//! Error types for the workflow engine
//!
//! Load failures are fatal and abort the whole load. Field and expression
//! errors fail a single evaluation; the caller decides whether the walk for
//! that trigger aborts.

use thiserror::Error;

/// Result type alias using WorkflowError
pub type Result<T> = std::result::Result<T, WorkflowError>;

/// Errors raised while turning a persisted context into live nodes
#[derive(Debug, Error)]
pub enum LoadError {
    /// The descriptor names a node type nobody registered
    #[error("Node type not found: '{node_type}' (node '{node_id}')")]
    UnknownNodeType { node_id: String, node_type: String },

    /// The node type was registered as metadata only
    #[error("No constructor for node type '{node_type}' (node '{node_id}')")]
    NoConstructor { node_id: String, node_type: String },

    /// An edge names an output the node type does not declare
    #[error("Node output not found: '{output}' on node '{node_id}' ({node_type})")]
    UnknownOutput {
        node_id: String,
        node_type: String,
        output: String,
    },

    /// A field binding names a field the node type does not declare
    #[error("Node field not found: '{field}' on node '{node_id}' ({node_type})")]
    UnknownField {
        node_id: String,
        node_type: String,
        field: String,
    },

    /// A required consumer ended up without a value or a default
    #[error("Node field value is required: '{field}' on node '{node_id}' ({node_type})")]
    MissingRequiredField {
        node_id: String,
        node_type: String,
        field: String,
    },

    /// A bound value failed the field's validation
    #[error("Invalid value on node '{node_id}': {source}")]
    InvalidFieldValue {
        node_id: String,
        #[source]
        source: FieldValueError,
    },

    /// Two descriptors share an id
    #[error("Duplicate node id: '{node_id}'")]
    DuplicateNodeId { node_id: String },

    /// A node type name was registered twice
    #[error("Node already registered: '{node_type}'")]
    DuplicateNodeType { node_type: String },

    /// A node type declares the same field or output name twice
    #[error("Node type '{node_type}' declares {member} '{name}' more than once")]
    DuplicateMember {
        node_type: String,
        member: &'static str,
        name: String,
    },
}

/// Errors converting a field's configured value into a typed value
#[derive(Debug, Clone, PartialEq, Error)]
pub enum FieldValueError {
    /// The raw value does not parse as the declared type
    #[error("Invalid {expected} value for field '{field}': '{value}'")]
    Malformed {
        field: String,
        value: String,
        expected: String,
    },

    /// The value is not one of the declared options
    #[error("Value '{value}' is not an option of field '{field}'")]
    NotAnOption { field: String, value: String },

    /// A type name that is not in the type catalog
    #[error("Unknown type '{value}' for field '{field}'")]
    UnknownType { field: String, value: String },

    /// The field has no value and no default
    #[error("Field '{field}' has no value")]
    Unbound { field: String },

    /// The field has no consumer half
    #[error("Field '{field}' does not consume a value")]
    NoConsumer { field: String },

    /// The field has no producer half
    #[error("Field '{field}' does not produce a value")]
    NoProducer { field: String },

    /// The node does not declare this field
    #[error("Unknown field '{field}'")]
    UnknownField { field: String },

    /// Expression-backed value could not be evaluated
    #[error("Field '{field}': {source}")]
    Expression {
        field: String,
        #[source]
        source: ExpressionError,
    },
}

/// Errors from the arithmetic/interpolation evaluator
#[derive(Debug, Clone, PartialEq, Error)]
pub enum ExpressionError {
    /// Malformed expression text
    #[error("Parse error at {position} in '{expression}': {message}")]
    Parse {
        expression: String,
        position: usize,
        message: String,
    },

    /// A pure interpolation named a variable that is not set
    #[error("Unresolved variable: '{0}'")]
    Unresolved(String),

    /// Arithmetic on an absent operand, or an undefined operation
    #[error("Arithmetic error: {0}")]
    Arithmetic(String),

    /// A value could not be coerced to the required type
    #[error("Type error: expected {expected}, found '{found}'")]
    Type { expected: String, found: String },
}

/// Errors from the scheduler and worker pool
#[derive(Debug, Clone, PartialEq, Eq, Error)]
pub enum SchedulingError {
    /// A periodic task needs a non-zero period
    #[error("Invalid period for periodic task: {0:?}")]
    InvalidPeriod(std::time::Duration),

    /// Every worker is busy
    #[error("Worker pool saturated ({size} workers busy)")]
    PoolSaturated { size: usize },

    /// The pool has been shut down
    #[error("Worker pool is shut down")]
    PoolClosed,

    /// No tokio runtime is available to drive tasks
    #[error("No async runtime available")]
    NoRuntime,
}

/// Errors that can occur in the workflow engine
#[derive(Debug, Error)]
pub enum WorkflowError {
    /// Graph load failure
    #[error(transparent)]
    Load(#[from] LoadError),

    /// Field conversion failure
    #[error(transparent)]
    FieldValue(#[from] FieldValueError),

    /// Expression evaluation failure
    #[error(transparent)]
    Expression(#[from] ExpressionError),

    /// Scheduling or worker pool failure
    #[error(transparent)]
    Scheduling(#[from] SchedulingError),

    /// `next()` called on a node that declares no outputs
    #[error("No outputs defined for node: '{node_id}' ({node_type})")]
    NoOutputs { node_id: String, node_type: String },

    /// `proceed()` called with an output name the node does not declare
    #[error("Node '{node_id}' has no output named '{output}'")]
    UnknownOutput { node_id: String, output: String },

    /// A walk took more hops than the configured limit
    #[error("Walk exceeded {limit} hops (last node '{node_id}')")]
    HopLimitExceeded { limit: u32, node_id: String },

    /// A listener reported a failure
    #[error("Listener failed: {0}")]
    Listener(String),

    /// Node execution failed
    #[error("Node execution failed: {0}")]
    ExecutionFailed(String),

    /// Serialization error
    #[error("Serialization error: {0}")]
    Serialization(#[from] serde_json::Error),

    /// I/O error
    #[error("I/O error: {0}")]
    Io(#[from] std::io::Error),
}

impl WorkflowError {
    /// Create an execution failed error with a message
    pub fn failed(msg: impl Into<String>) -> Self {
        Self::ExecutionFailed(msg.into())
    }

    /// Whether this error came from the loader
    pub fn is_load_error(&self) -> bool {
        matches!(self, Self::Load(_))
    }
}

______

TASK TO CARRY OUT:
Where a line of the listing includes the word "names", add it to the tally, and give the final number and nothing more.

WRITTEN RESPONSE:
3